→ Stored records
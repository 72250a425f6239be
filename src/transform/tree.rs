use alloc::vec::Vec;

use crate::matrix::vector::{Vector2, Vector3};
use crate::quaternion::Quaternion;
use crate::traits::FloatScalar;

use super::{Transform, Transform2D, Transform3D, TransformError};

/// Handle to a transform stored in a [`TransformTree`].
///
/// Handles stay valid for the lifetime of the tree; transforms are never
/// removed.
#[derive(Debug, Clone, Copy, PartialEq, Eq, Hash, PartialOrd, Ord)]
pub struct TransformId(usize);

impl TransformId {
    pub fn index(self) -> usize {
        self.0
    }
}

#[derive(Debug, Clone)]
struct Node<X> {
    transform: X,
    parent: Option<TransformId>,
}

/// Arena of transforms linked into an acyclic parent forest.
///
/// Every mutation of a parent link goes through
/// [`set_parent`](Self::set_parent), which refuses links that would form a
/// cycle, so walking up from any node always reaches a root.
#[derive(Debug, Clone)]
pub struct TransformTree<X> {
    nodes: Vec<Node<X>>,
}

impl<X> Default for TransformTree<X> {
    fn default() -> Self {
        Self { nodes: Vec::new() }
    }
}

impl<X> TransformTree<X> {
    pub fn new() -> Self {
        Self::default()
    }

    pub fn len(&self) -> usize {
        self.nodes.len()
    }

    pub fn is_empty(&self) -> bool {
        self.nodes.is_empty()
    }

    /// Store a root transform and return its handle.
    pub fn insert(&mut self, transform: X) -> TransformId {
        self.nodes.push(Node {
            transform,
            parent: None,
        });
        TransformId(self.nodes.len() - 1)
    }

    pub fn get(&self, id: TransformId) -> Option<&X> {
        self.nodes.get(id.0).map(|node| &node.transform)
    }

    pub fn get_mut(&mut self, id: TransformId) -> Option<&mut X> {
        self.nodes.get_mut(id.0).map(|node| &mut node.transform)
    }

    /// The parent of `id`, or `None` for roots and foreign handles.
    pub fn parent(&self, id: TransformId) -> Option<TransformId> {
        self.nodes.get(id.0).and_then(|node| node.parent)
    }

    /// `id` itself, then its parent, grandparent, and so on up to the root.
    pub fn ancestors(&self, id: TransformId) -> Ancestors<'_, X> {
        Ancestors {
            tree: self,
            next: self.nodes.get(id.0).map(|_| id),
            remaining: self.nodes.len(),
        }
    }

    /// Re-parent `child` under `parent`, or detach it with `None`.
    ///
    /// Fails with [`TransformError::CircularHierarchy`] when `parent` is
    /// `child` or one of its descendants. On any error the tree is left
    /// unchanged.
    pub fn set_parent(
        &mut self,
        child: TransformId,
        parent: Option<TransformId>,
    ) -> Result<(), TransformError> {
        if child.0 >= self.nodes.len() {
            return Err(TransformError::InvalidHandle);
        }
        if let Some(p) = parent {
            if p.0 >= self.nodes.len() {
                return Err(TransformError::InvalidHandle);
            }
            if self.ancestors(p).any(|a| a == child) {
                return Err(TransformError::CircularHierarchy);
            }
        }
        self.nodes[child.0].parent = parent;
        Ok(())
    }
}

impl<X: Transform> TransformTree<X> {
    /// Local matrix of `id` composed with every ancestor:
    /// `world(parent) × local`.
    pub fn world_matrix(&self, id: TransformId) -> Result<X::Matrix, TransformError> {
        let node = self.nodes.get(id.0).ok_or(TransformError::InvalidHandle)?;
        match node.parent {
            None => Ok(node.transform.matrix()),
            Some(parent) => {
                let parent_world = self.world_matrix(parent)?;
                Ok(node.transform.world_matrix(&parent_world))
            }
        }
    }
}

impl<T: FloatScalar> TransformTree<Transform2D<T>> {
    /// World-space position of the local origin.
    pub fn world_translation(&self, id: TransformId) -> Result<Vector2<T>, TransformError> {
        Ok(self.world_matrix(id)?.extract_translation())
    }

    /// World-space angle of the local +X direction.
    pub fn world_rotation(&self, id: TransformId) -> Result<T, TransformError> {
        Ok(self.world_matrix(id)?.extract_rotation())
    }

    /// World-space image of the local `(1, 1)` offset. Approximate under skew.
    pub fn world_scale(&self, id: TransformId) -> Result<Vector2<T>, TransformError> {
        Ok(self.world_matrix(id)?.extract_scale())
    }
}

impl<T: FloatScalar> TransformTree<Transform3D<T>> {
    /// World-space position of the local origin.
    pub fn world_translation(&self, id: TransformId) -> Result<Vector3<T>, TransformError> {
        Ok(self.world_matrix(id)?.extract_translation())
    }

    /// World-space orientation, from the normalized world basis.
    pub fn world_rotation(&self, id: TransformId) -> Result<Quaternion<T>, TransformError> {
        Ok(self.world_matrix(id)?.extract_rotation())
    }

    /// World-space image of the local `(1, 1, 1)` offset. Approximate under skew.
    pub fn world_scale(&self, id: TransformId) -> Result<Vector3<T>, TransformError> {
        Ok(self.world_matrix(id)?.extract_scale())
    }
}

/// Iterator returned by [`TransformTree::ancestors`].
pub struct Ancestors<'a, X> {
    tree: &'a TransformTree<X>,
    next: Option<TransformId>,
    remaining: usize,
}

impl<X> Iterator for Ancestors<'_, X> {
    type Item = TransformId;

    fn next(&mut self) -> Option<TransformId> {
        // bounded by the arena size even if a cycle slipped in
        if self.remaining == 0 {
            return None;
        }
        let current = self.next?;
        self.remaining -= 1;
        self.next = self.tree.parent(current);
        Some(current)
    }
}
// src/gui/components/filter_bar.rs
//
// Search box plus the two facet selectors. Edits go into the page's input
// buffer; any change is applied to the session straight away.

use eframe::egui;
use crate::{
    data::Query,
    gui::app::{App, LoadState},
};

pub fn draw(ui: &mut egui::Ui, app: &mut App) {
    let page = app.current_page();
    let kind = page.kind();
    let loaded = app.load_state(kind) == LoadState::Loaded;

    let index = page.filter_index(app).clone();
    let [all_first, all_second] = page.facet_labels();
    let mut input = app.inputs.get(&kind).cloned().unwrap_or_default();
    let before = input.clone();

    ui.add_enabled_ui(loaded, |ui| {
        ui.horizontal(|ui| {
            ui.label("Search:");
            ui.add(
                egui::TextEdit::singleline(&mut input.text)
                    .hint_text("Search…")
                    .desired_width(240.0),
            );

            combo(ui, ("filter_first", kind), all_first, &index.first, &mut input.first);
            combo(ui, ("filter_second", kind), all_second, &index.second, &mut input.second);

            if ui.button("Clear").clicked() {
                input = Query::default();
            }
        });
    });

    if input != before {
        logd!("UI: Query {:?} → {:?}", before, input);
        page.apply_query(app, input.clone());
        app.inputs.insert(kind, input);
    }
}

/// Selector whose first entry (empty value) means "any".
fn combo(
    ui: &mut egui::Ui,
    salt: impl std::hash::Hash,
    all_label: &str,
    values: &[String],
    selected: &mut String,
) {
    let shown = if selected.is_empty() { all_label } else { selected.as_str() };
    egui::ComboBox::from_id_salt(salt)
        .selected_text(shown.to_owned())
        .width(180.0)
        .show_ui(ui, |ui| {
            ui.selectable_value(selected, String::new(), all_label);
            for v in values {
                ui.selectable_value(selected, v.clone(), v.as_str());
            }
        });
}
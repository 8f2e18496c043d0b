// src/specs/products.rs
//
// Grid records. Column names vary between exports, so every field is read
// through an ordered alias list: the first alias with a non-empty value wins.

use crate::core::html::strip_tags;
use crate::csv::RawRow;

use super::Normalize;

pub const TITLE: &[&str] = &["Title", "Product Title", "Name"];
pub const HANDLE: &[&str] = &["Handle", "SKU", "Variant SKU", "Product ID"];
pub const IMAGE: &[&str] = &["Image Src", "Image", "Image URL", "Main Image"];
pub const PRICE: &[&str] = &["Variant Price", "Price"];
pub const TYPE: &[&str] = &["Type", "Product Type", "Category"];
pub const VENDOR: &[&str] = &["Vendor", "Brand"];
pub const TAGS: &[&str] = &["Tags"];
pub const SWATCH: &[&str] = &["Swatch", "Swatch URL", "Swatch Link"];
pub const BODY: &[&str] = &["Body (HTML)", "Description", "Body"];
pub const URL: &[&str] = &["Product URL", "URL", "Link"];

#[derive(Clone, Debug, Default, PartialEq, Eq)]
pub struct Product {
    pub handle: String,
    pub title: String,
    pub img: String,
    pub swatch: String,
    /// Kept as sheet text; the currency prefix is added when rendering.
    pub price: String,
    pub product_type: String,
    pub vendor: String,
    pub tags: String,
    /// Body with markup stripped.
    pub desc: String,
    pub url: String,
}

/// First alias present in `row` with a non-blank value, trimmed.
pub fn pick(row: &RawRow, keys: &[&str]) -> String {
    keys.iter()
        .map(|k| row.get(k).trim())
        .find(|v| !v.is_empty())
        .map(String::from)
        .unwrap_or_default()
}

impl Product {
    /// Map a row without applying the keep/drop rule.
    pub fn from_row_lossy(row: &RawRow) -> Self {
        Self {
            handle: pick(row, HANDLE),
            title: pick(row, TITLE),
            img: pick(row, IMAGE),
            swatch: pick(row, SWATCH),
            price: pick(row, PRICE),
            product_type: pick(row, TYPE),
            vendor: pick(row, VENDOR),
            tags: pick(row, TAGS),
            desc: strip_tags(pick(row, BODY)),
            url: pick(row, URL),
        }
    }

    pub fn is_complete(&self) -> bool {
        !self.title.is_empty() && !self.img.is_empty()
    }
}

impl Normalize for Product {
    fn from_row(row: &RawRow) -> Option<Self> {
        let p = Self::from_row_lossy(row);
        p.is_complete().then_some(p)
    }

    /// Only the required fields; reported by their first alias.
    fn missing_columns(headers: &[String]) -> Vec<&'static str> {
        [TITLE, IMAGE]
            .into_iter()
            .filter(|aliases| !aliases.iter().any(|a| headers.iter().any(|h| h == *a)))
            .map(|aliases| aliases[0])
            .collect()
    }
}
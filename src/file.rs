// src/file.rs

use std::{
    fs,
    path::{Path, PathBuf},
};

use crate::error::{CatalogError, Result};

/// Write a rendered page, creating parent directories as needed.
/// Returns the path written to.
pub fn write_output(path: &Path, contents: &str) -> Result<PathBuf> {
    if let Some(parent) = path.parent() {
        if !parent.as_os_str().is_empty() {
            ensure_directory(parent)?;
        }
    }
    fs::write(path, contents)?;
    logf!("File: wrote {} ({} bytes)", path.display(), contents.len());
    Ok(path.to_path_buf())
}

pub fn read_input(path: &Path) -> Result<String> {
    let text = fs::read_to_string(path)?;
    logf!("File: read {} ({} bytes)", path.display(), text.len());
    Ok(text)
}

pub fn normalize_separators(p: &str) -> String {
    let sep = std::path::MAIN_SEPARATOR;
    p.chars().map(|c| if c == '/' || c == '\\' { sep } else { c }).collect()
}

pub fn ensure_directory(dir: &Path) -> Result<()> {
    if dir.exists() && !dir.is_dir() {
        return Err(CatalogError::usage(format!(
            "Path exists but is not a directory: {}",
            dir.display()
        )));
    }
    if !dir.exists() { fs::create_dir_all(dir)?; }
    Ok(())
}

pub fn looks_like_dir_hint(p: &Path) -> bool {
    let s = p.to_string_lossy();
    s.ends_with('/') || s.ends_with('\\')
}
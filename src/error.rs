// src/error.rs
use thiserror::Error;

/// Everything that can stop a catalog load or a CLI run.
///
/// Malformed sheet content is deliberately absent: the parser and the
/// normalizers fill defaults instead of failing.
#[derive(Debug, Error)]
pub enum CatalogError {
    /// The export answered with a non-success HTTP status.
    #[error("Failed to load CSV")]
    FailedToLoad,

    /// The page has no export URL configured.
    #[error("No sheet URL set for the {0} page")]
    MissingUrl(&'static str),

    /// Connection, TLS or timeout failure before a status was received.
    #[error("{0}")]
    Transport(#[from] reqwest::Error),

    #[error("{0}")]
    Io(#[from] std::io::Error),

    /// Bad command-line arguments.
    #[error("{0}")]
    Usage(String),
}

impl CatalogError {
    pub fn usage(msg: impl Into<String>) -> Self {
        CatalogError::Usage(msg.into())
    }

    /// The sheet could not be fetched at all, as opposed to a local
    /// file or argument problem.
    pub fn is_load_failure(&self) -> bool {
        matches!(
            self,
            CatalogError::FailedToLoad | CatalogError::MissingUrl(_) | CatalogError::Transport(_)
        )
    }

    /// Text shown in place of the status line when a load fails.
    pub fn status_text(&self) -> String {
        format!("Error: {self}")
    }
}

pub type Result<T> = std::result::Result<T, CatalogError>;
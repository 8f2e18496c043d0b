// tests/gui_args.rs
use std::path::PathBuf;

use sheet_catalog::{config::options::PageKind, error::CatalogError, gui::args::parse_args};

fn args(v: &[&str]) -> Vec<String> {
    v.iter().map(|s| s.to_string()).collect()
}

#[test]
fn defaults_open_on_grid() {
    let state = parse_args(args(&[])).unwrap();
    assert_eq!(state.options.render.page, PageKind::Grid);
    assert_eq!(state.options.source.url_for(PageKind::Brochure), "");
}

#[test]
fn each_page_gets_its_own_url() {
    let state = parse_args(args(&[
        "brochure",
        "--brochure-url", "http://sheets/brochure.csv",
        "--grid-url", "http://sheets/products.csv",
    ]))
    .unwrap();
    let source = &state.options.source;
    assert_eq!(state.options.render.page, PageKind::Brochure);
    assert_eq!(source.url_for(PageKind::Brochure), "http://sheets/brochure.csv");
    assert_eq!(source.url_for(PageKind::Grid), "http://sheets/products.csv");
    assert_eq!(source.describe(PageKind::Brochure), "http://sheets/brochure.csv");
}

#[test]
fn local_input_and_tsv() {
    let state = parse_args(args(&["--input", "lines.tsv", "--tsv"])).unwrap();
    assert_eq!(state.options.source.input, Some(PathBuf::from("lines.tsv")));
    assert_eq!(state.options.source.delim, '\t');
    assert_eq!(state.options.source.describe(PageKind::Grid), "lines.tsv");
}

#[test]
fn unknown_args_are_rejected() {
    assert!(matches!(parse_args(args(&["gallery"])), Err(CatalogError::Usage(_))));
    assert!(matches!(parse_args(args(&["--brochure-url"])), Err(CatalogError::Usage(_))));
}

→ Activity
Find "pub fn world_matrix(&self, id: TransformId)" in the entries above and copy that whole line exactly, then each line after it through the line that contains "impl<T: FloatScalar> TransformTree<Transform2D<T>>".

→ Task response
    pub fn world_matrix(&self, id: TransformId) -> Result<X::Matrix, TransformError> {
        let node = self.nodes.get(id.0).ok_or(TransformError::InvalidHandle)?;
        match node.parent {
            None => Ok(node.transform.matrix()),
            Some(parent) => {
                let parent_world = self.world_matrix(parent)?;
                Ok(node.transform.world_matrix(&parent_world))
            }
        }
    }
}

impl<T: FloatScalar> TransformTree<Transform2D<T>> {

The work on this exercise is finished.